The other problem lies with the unwillingness of districts to move to into the 21st century. The refusal to ditch antiquated academic, financial, and management information systems -- even as the federal government has begun embracing the use of MySQL databases and Drupal content management systems -- and the failure to use outsourcing as a way to wring out efficiencies are two examples. Just 69 percent of school buses are kept in operation throughout the school year, to a 2010 study by Michael Casserly of the Council of the Great City Schools. The contracts districts strike with NEA and AFT locals, along with the bloat in central bureaucracies, also restrict the ability of school principals to actually run schools. School budgets often run in the millions -- usually in the form of teacher salaries -- yet the average principal only controls $60,000 of it, according to education policy analyst (and former Clinton administration honcho) Andrew Rotherham.
But technological advancements offer opportunities to run schools differently. Online learning, for example, offers schools a chance to provide more students with good-to-great teachers -- especially in areas in which districts struggle to staff such as math and science; it's sensible especially given that even poor kids have Internet access. As seen in Detroit, more districts (and states) recognize that they need to adapt charter-like approaches to running schools. New York City took an important (albeit costly) step four years ago when it handed principals the authority to remove laggard teachers from their classrooms.
But cutting down bureaucracies and handing over decisions to schools can only be the start. The need to reform how the nation recruits and train teachers -- which, along with woeful reading and math curricula, is the main reason for the low quality of the nation's schools -- remains paramount.
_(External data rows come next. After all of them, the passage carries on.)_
//! In-memory store double used by tests across the workspace.

use std::collections::{BTreeMap, HashSet};

use async_trait::async_trait;
use tokio::sync::RwLock;

use crate::error::StoreError;
use crate::KvStore;

/// `HashMap`-backed `KvStore`. Writes to keys registered with
/// [`MemoryStore::fail_puts_to`] fail with a transport error, which lets
/// tests exercise partial write-back.
#[derive(Default)]
pub struct MemoryStore {
    data: RwLock<BTreeMap<String, Vec<u8>>>,
    poisoned_keys: RwLock<HashSet<String>>,
}

impl MemoryStore {
    pub fn new() -> Self {
        Self::default()
    }

    /// Make every subsequent `put_value` against `key` fail.
    pub async fn fail_puts_to(&self, key: &str) {
        self.poisoned_keys.write().await.insert(key.to_string());
    }

    /// Number of stored keys.
    pub async fn len(&self) -> usize {
        self.data.read().await.len()
    }

    pub async fn is_empty(&self) -> bool {
        self.data.read().await.is_empty()
    }
}

#[async_trait]
impl KvStore for MemoryStore {
    async fn get_value(&self, key: &str) -> Result<Option<Vec<u8>>, StoreError> {
        Ok(self.data.read().await.get(key).cloned())
    }

    async fn put_value(&self, key: &str, value: &[u8]) -> Result<(), StoreError> {
        if self.poisoned_keys.read().await.contains(key) {
            return Err(StoreError::Transport(format!("injected failure for '{key}'")));
        }
        self.data.write().await.insert(key.to_string(), value.to_vec());
        Ok(())
    }

    async fn list_keys(&self, prefix: &str) -> Result<Vec<String>, StoreError> {
        Ok(self
            .data
            .read()
            .await
            .keys()
            .filter(|k| k.starts_with(prefix))
            .cloned()
            .collect())
    }
}
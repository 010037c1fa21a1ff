mod cli;
mod settings;

use std::sync::Arc;

use anyhow::Context;
use clap::Parser;
use tokio_util::sync::CancellationToken;

use letsconsul_domains::{DomainRegistry, RenewalScheduler};
use letsconsul_issuer::{AcmeIssuer, IssuanceProvider};
use letsconsul_presence::LivenessSupervisor;
use letsconsul_store::{ConsulClient, KvStore, ServiceAgent};

use cli::Cli;
use settings::Settings;

fn main() -> anyhow::Result<()> {
    let cli = Cli::parse();

    let level = match cli.verbose {
        0 => cli.log_level.as_str(),
        1 => "debug",
        _ => "trace",
    };
    let env_filter = tracing_subscriber::EnvFilter::try_new(level)
        .unwrap_or_else(|_| tracing_subscriber::EnvFilter::new("info"));

    // Hold the non-blocking guards for the lifetime of main so logs flush on exit.
    let _log_guards = init_logging(env_filter, cli.log_file.as_deref())?;

    let rt = tokio::runtime::Runtime::new()?;
    rt.block_on(run(cli))
}

async fn run(cli: Cli) -> anyhow::Result<()> {
    tracing::info!("letsconsul v{} starting", env!("CARGO_PKG_VERSION"));

    let consul = Arc::new(
        ConsulClient::new(&cli.consul, cli.consul_token.clone())
            .context("building Consul client")?,
    );

    let settings = Settings::resolve(consul.as_ref(), &cli.prefix)
        .await
        .context("resolving runtime settings")?;
    startup_diagnostics(&cli, &settings);

    let port = bind_port(&cli.bind)?;
    let issuer: Arc<dyn IssuanceProvider> = Arc::new(AcmeIssuer::new(&cli.acme_directory));

    // Register before the scheduler starts so the instance is discoverable
    // for the whole time it may be mutating shared state.
    let mut supervisor = LivenessSupervisor::new(
        Arc::clone(&consul) as Arc<dyn ServiceAgent>,
        settings.service.clone(),
        port,
    );
    supervisor
        .register()
        .await
        .context("registering service instance")?;

    let cancel = CancellationToken::new();
    let registry = DomainRegistry::new(Arc::clone(&consul) as Arc<dyn KvStore>, cli.prefix.clone());
    let scheduler = RenewalScheduler::new(
        registry,
        issuer,
        settings.renew_interval,
        settings.reload_interval,
        cli.bind.clone(),
    );
    let scheduler_task = tokio::spawn(scheduler.run(cancel.clone()));

    shutdown_signal().await;
    tracing::info!("Termination signal caught, shutting down...");

    // Stop the scheduler before withdrawing the registration: no renewal
    // may run against the store after the instance stops advertising.
    cancel.cancel();
    let _ = scheduler_task.await;

    supervisor
        .deregister()
        .await
        .context("deregistering service instance")?;

    tracing::info!("Exiting");
    Ok(())
}

/// Port component of the challenge bind address, reused for the service
/// registration.
fn bind_port(bind: &str) -> anyhow::Result<u16> {
    let (_, port) = bind
        .rsplit_once(':')
        .with_context(|| format!("bind address '{bind}' must be host:port"))?;
    port.parse()
        .with_context(|| format!("bind address '{bind}' has an invalid port"))
}

/// Wait for SIGINT or SIGTERM.
async fn shutdown_signal() {
    #[cfg(unix)]
    {
        use tokio::signal::unix::{signal, SignalKind};
        let mut term = signal(SignalKind::terminate()).expect("Failed to install SIGTERM handler");
        tokio::select! {
            _ = tokio::signal::ctrl_c() => {}
            _ = term.recv() => {}
        }
    }
    #[cfg(not(unix))]
    {
        tokio::signal::ctrl_c()
            .await
            .expect("Failed to listen for Ctrl+C");
    }
}

fn startup_diagnostics(cli: &Cli, settings: &Settings) {
    tracing::info!("Consul agent: {}", cli.consul);
    tracing::info!("KV prefix: {}", cli.prefix);
    tracing::info!("Challenge responder bind: {}", cli.bind);
    tracing::info!("ACME directory: {}", cli.acme_directory);
    tracing::info!(
        service = %settings.service,
        renew_interval_secs = settings.renew_interval.as_secs(),
        reload_interval_secs = settings.reload_interval.as_secs(),
        "Runtime settings resolved"
    );
}

/// Initialize tracing with stderr + optional file output.
/// Returns guards that must be held for the lifetime of the program
/// to ensure the non-blocking writers flush on shutdown.
fn init_logging(
    env_filter: tracing_subscriber::EnvFilter,
    log_file: Option<&std::path::Path>,
) -> anyhow::Result<Vec<tracing_appender::non_blocking::WorkerGuard>> {
    use tracing_subscriber::prelude::*;

    // Non-blocking stderr avoids deadlocks when stderr is a redirected
    // pipe that nobody reads.
    let (nb_stderr, stderr_guard) = tracing_appender::non_blocking(std::io::stderr());
    let stderr_layer = tracing_subscriber::fmt::layer().with_writer(nb_stderr);

    if let Some(path) = log_file {
        if let Some(parent) = path.parent() {
            std::fs::create_dir_all(parent)?;
        }
        let file = std::fs::OpenOptions::new()
            .create(true)
            .append(true)
            .open(path)?;
        let (nb_file, file_guard) = tracing_appender::non_blocking(file);
        let file_layer = tracing_subscriber::fmt::layer().with_writer(nb_file);

        tracing_subscriber::registry()
            .with(env_filter)
            .with(stderr_layer)
            .with(file_layer)
            .init();

        Ok(vec![stderr_guard, file_guard])
    } else {
        tracing_subscriber::registry()
            .with(env_filter)
            .with(stderr_layer)
            .init();

        Ok(vec![stderr_guard])
    }
}

#[cfg(test)]
mod tests {
    use super::*;

    #[test]
    fn bind_port_extracts_port() {
        assert_eq!(bind_port("0.0.0.0:8080").unwrap(), 8080);
        assert_eq!(bind_port("[::1]:443").unwrap(), 443);
    }

    #[test]
    fn bind_port_rejects_missing_or_bad_port() {
        assert!(bind_port("localhost").is_err());
        assert!(bind_port("localhost:http").is_err());
    }
}
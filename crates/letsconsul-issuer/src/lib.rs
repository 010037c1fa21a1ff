//! Certificate issuance boundary.
//!
//! The scheduler only sees [`IssuanceProvider`]; account registration, the
//! ACME order flow, and HTTP-01 challenge serving all live behind it in
//! [`AcmeIssuer`].

mod acme;
mod challenge;
mod error;

pub use acme::AcmeIssuer;
pub use challenge::ChallengeSet;
pub use error::IssuanceError;

use async_trait::async_trait;

/// PEM material produced by one successful issuance.
#[derive(Debug, Clone)]
pub struct IssuedMaterial {
    /// Leaf certificate.
    pub certificate: String,
    /// Intermediates, empty when the CA returned a single certificate.
    pub chain: String,
    /// Leaf plus intermediates, as returned by the CA.
    pub full_chain: String,
    pub private_key: String,
    /// Opaque account handle to hand back on the next issuance for the
    /// same record.
    pub account: String,
}

/// Obtains a signed certificate chain and private key for a set of
/// hostnames. Implementations own every protocol detail; callers see
/// bounded-latency calls that either yield complete material or fail.
#[async_trait]
pub trait IssuanceProvider: Send + Sync {
    /// Issue a certificate covering `names`, answering the domain-control
    /// challenge on `challenge_bind` (`host:port`). `account` is a handle
    /// from a previous issuance; `None` registers a new account using
    /// `contact` when present.
    async fn issue(
        &self,
        names: &[String],
        contact: Option<&str>,
        account: Option<&str>,
        challenge_bind: &str,
    ) -> Result<IssuedMaterial, IssuanceError>;
}
//! Store adapter error type.

/// Errors surfaced by the coordination-store adapter.
///
/// All variants are treated as transient by the callers: a failed read or
/// write is retried on the next tick, never escalated past it.
#[derive(Debug, thiserror::Error)]
pub enum StoreError {
    #[error("store request failed: {0}")]
    Transport(String),

    #[error("store returned HTTP {status} for {operation}")]
    Api { operation: &'static str, status: u16 },

    #[error("invalid store response: {0}")]
    Decode(String),

    #[error("invalid store address '{0}'")]
    Address(String),
}

impl From<reqwest::Error> for StoreError {
    fn from(e: reqwest::Error) -> Self {
        Self::Transport(e.to_string())
    }
}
While charter schools have had greater success in improving student achievement than traditional districts, the fact that they still draw from the same university schools of education as traditional district counterparts still means there are many runts in the proverbial litter.
While President Barack Obama's Race to the Top effort has helped force states to ditch laws that restrict the ability of districts to subject teachers to private sector-style performance management, the threat of future restrictions (and the ability of the NEA and AFT to use their lobbying and campaign clout to stop reforms) remains in place. And more districts will be forced to embrace smaller bureaucracies (or out of business), once families are given wider arrays of options through school choice and parent trigger laws that can take schools out of district control. The threat of parent power (along with pressure from school reformers such as Green Dot founder Steve Barr) is why the gargantuan Los Angeles Unified School District is spinning off 186 of its schools into private hands and will authorize 200 charter schools by the 2011-2012 school year.
Given the woes of America's schools and their high costs, returning to the one-room schoolhouse would be better than bloated school bureaucracies.